Obama is not "seasoned." Colin Powell would make an outstanding "seasoned" presidential candidate. Powell would be Democrats' or Republicans' choice to become the next president.

WASHINGTON (By Stephanie Griffith, AFP)US political darling Barack Obama (news, bio, voting record) has received enthusiastic support for a possible 2008 presidential bid -- except from fellow African-Americans, a group many had believed would be among his staunchest backers.

Obama announced Tuesday that he was forming a presidential exploratory committee, allowing him to begin raising campaign funds and openly court support in his bid to become the first black US president.

But in sharp contrast to the effusive reception he has received from white Americans, many US blacks so far have been cool, noting that while they share skin color with Obama, they do not have a common culture or history.

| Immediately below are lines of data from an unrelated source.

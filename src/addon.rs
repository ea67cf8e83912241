//! Addon facade.
//!
//! The entry point host programs instantiate: owns the validated
//! configuration, the credential registry, the tool registry and the
//! optional observer wiring, and exposes the three actions with everything
//! pre-wired.

use std::collections::HashMap;
use std::sync::Arc;

use tracing::{debug, error, info};

use crate::actions::{
    chat, file_analysis as file_analysis_action, web_search as web_search_action, ActionResponse,
    ChatOutput, ChatParams, FileAnalysisOutput, FileAnalysisParams, WebSearchOutput,
    WebSearchParams,
};
use crate::config::AddonConfig;
use crate::credentials::CredentialsRegistry;
use crate::observer::ToolObserver;
use crate::tools::{ToolDefinition, ToolFn, ToolGroupConfig, ToolRegistry};
use crate::{Error, ErrorContext, Result};

/// Compiled-in modules, reported by [`Addon::self_check`].
const MODULES: &[&str] = &[
    "actions",
    "client",
    "config",
    "context",
    "credentials",
    "observer",
    "tools",
    "types",
];

/// Anthropic rooms addon.
///
/// Lifecycle: construct, `load_config`, `load_credentials`, optionally
/// `load_tools` / `set_observer`, then call actions.
#[derive(Default)]
pub struct Addon {
    config: Option<AddonConfig>,
    credentials: CredentialsRegistry,
    tool_registry: ToolRegistry,
    observer: Option<Arc<dyn ToolObserver>>,
    addon_id: Option<String>,
}

impl Addon {
    pub fn new() -> Self {
        Self::default()
    }

    /// Load and validate addon configuration. Returns false on any failure.
    pub fn load_config(&mut self, config: serde_json::Value) -> bool {
        match AddonConfig::from_value(config) {
            Ok(config) => {
                info!(addon = %config.name, "addon configuration loaded successfully");
                self.config = Some(config);
                true
            }
            Err(e) => {
                error!(error = %e, "failed to load addon configuration");
                false
            }
        }
    }

    pub fn config(&self) -> Option<&AddonConfig> {
        self.config.as_ref()
    }

    /// Store credentials, first validating that every secret the config
    /// declares is supplied. Returns false on any failure.
    pub fn load_credentials(&mut self, credentials: HashMap<String, String>) -> bool {
        debug!(count = credentials.len(), "loading credentials");

        if let Some(config) = &self.config {
            let missing: Vec<&String> = config
                .secrets
                .keys()
                .filter(|key| !credentials.contains_key(*key))
                .collect();
            if !missing.is_empty() {
                error!(?missing, "missing required secrets");
                return false;
            }
        }

        let count = credentials.len();
        self.credentials.store_multiple(credentials);
        info!(count, "credentials loaded successfully");
        true
    }

    pub fn credentials(&self) -> &CredentialsRegistry {
        &self.credentials
    }

    /// Register tools from host-supplied group configuration.
    ///
    /// Each group names one action or a list of actions; actions with a
    /// matching function are registered under the group's schema with the
    /// shared context string as their description.
    pub fn load_tools(
        &mut self,
        groups: &HashMap<String, ToolGroupConfig>,
        functions: &HashMap<String, ToolFn>,
        context: &str,
    ) {
        debug!(
            groups = groups.len(),
            functions = functions.len(),
            "loading tools"
        );

        for group in groups.values() {
            for action in group.action.names() {
                let Some(function) = functions.get(action) else {
                    continue;
                };

                let description = if context.is_empty() {
                    format!("Execute {} action", action)
                } else {
                    context.to_string()
                };

                let mut definition = ToolDefinition::new(action, description);
                if let Some(schema) = &group.input_schema {
                    definition = definition.input_schema(schema.clone());
                }
                if let Some(max_retries) = group.max_retries {
                    definition = definition.max_retries(max_retries);
                }

                self.tool_registry.register(definition, function.clone());
            }
        }

        info!(
            registered = self.tool_registry.len(),
            tools = ?self.tool_registry.export().keys().collect::<Vec<_>>(),
            "tools registered"
        );
    }

    /// Snapshot of the registered tool definitions.
    pub fn tools(&self) -> HashMap<String, ToolDefinition> {
        self.tool_registry.export()
    }

    pub fn tool_registry(&self) -> &ToolRegistry {
        &self.tool_registry
    }

    pub fn tool_registry_mut(&mut self) -> &mut ToolRegistry {
        &mut self.tool_registry
    }

    pub fn clear_tools(&mut self) {
        self.tool_registry.clear();
    }

    /// Wire a tool execution observer. Both pieces are required: reporting
    /// only happens when an observer and an addon id are configured.
    pub fn set_observer(&mut self, observer: Arc<dyn ToolObserver>, addon_id: impl Into<String>) {
        self.observer = Some(observer);
        self.addon_id = Some(addon_id.into());
    }

    fn require_config(&self) -> Result<&AddonConfig> {
        self.config.as_ref().ok_or_else(|| {
            Error::configuration_with_context(
                "addon configuration not loaded",
                ErrorContext::new().with_source("addon"),
            )
        })
    }

    /// Chat completion with the registry, observer and addon id pre-wired.
    /// Tools are only advertised when at least one is registered.
    pub async fn chat_completion(&self, params: ChatParams) -> Result<ActionResponse<ChatOutput>> {
        let config = self.require_config()?;

        let registry = if self.tool_registry.is_empty() {
            debug!("no tools available for this chat completion");
            None
        } else {
            Some(&self.tool_registry)
        };

        Ok(chat::chat_completion(
            config,
            params,
            registry,
            self.observer.clone(),
            self.addon_id.as_deref(),
        )
        .await)
    }

    pub async fn file_analysis(
        &self,
        params: FileAnalysisParams,
    ) -> Result<ActionResponse<FileAnalysisOutput>> {
        let config = self.require_config()?;
        file_analysis_action::file_analysis(config, &self.credentials, params).await
    }

    pub async fn web_search(
        &self,
        params: WebSearchParams,
    ) -> Result<ActionResponse<WebSearchOutput>> {
        let config = self.require_config()?;
        Ok(web_search_action::web_search(config, &self.credentials, params).await)
    }

    /// Report the addon's component inventory and whether it is ready to
    /// serve calls.
    pub fn self_check(&self) -> bool {
        info!("running anthropic-rooms-addon self check");
        for module in MODULES {
            info!(module = %module, "module available");
        }
        info!(
            config_loaded = self.config.is_some(),
            credentials = self.credentials.len(),
            tools = self.tool_registry.len(),
            observer = self.observer.is_some(),
            "self check completed"
        );
        true
    }
}

impl std::fmt::Debug for Addon {
    fn fmt(&self, f: &mut std::fmt::Formatter<'_>) -> std::fmt::Result {
        f.debug_struct("Addon")
            .field("config", &self.config.as_ref().map(|c| c.id.as_str()))
            .field("credentials", &self.credentials.len())
            .field("tools", &self.tool_registry.len())
            .field("addon_id", &self.addon_id)
            .finish()
    }
}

"Obama did not -- does not -- share a heritage with the majority of black Americans, who are descendants of plantation slaves," African-American newspaper columnist Stanley Crouch wrote in November, in an article entitled "Barack Obama -- Not Black Like Me."

Radio host George Wilson, whose nationally-broadcast talk show tests the opinions of a cross-section of African-American listeners, said response to the Illinois senator so far has been "lukewarm."

"He's not getting as much of an enthusiastic send-off from black people as he is from whites," Wilson said. "There's a feeling that if white folks like him so much he must not be good for us. For some blacks, it's a turn-off."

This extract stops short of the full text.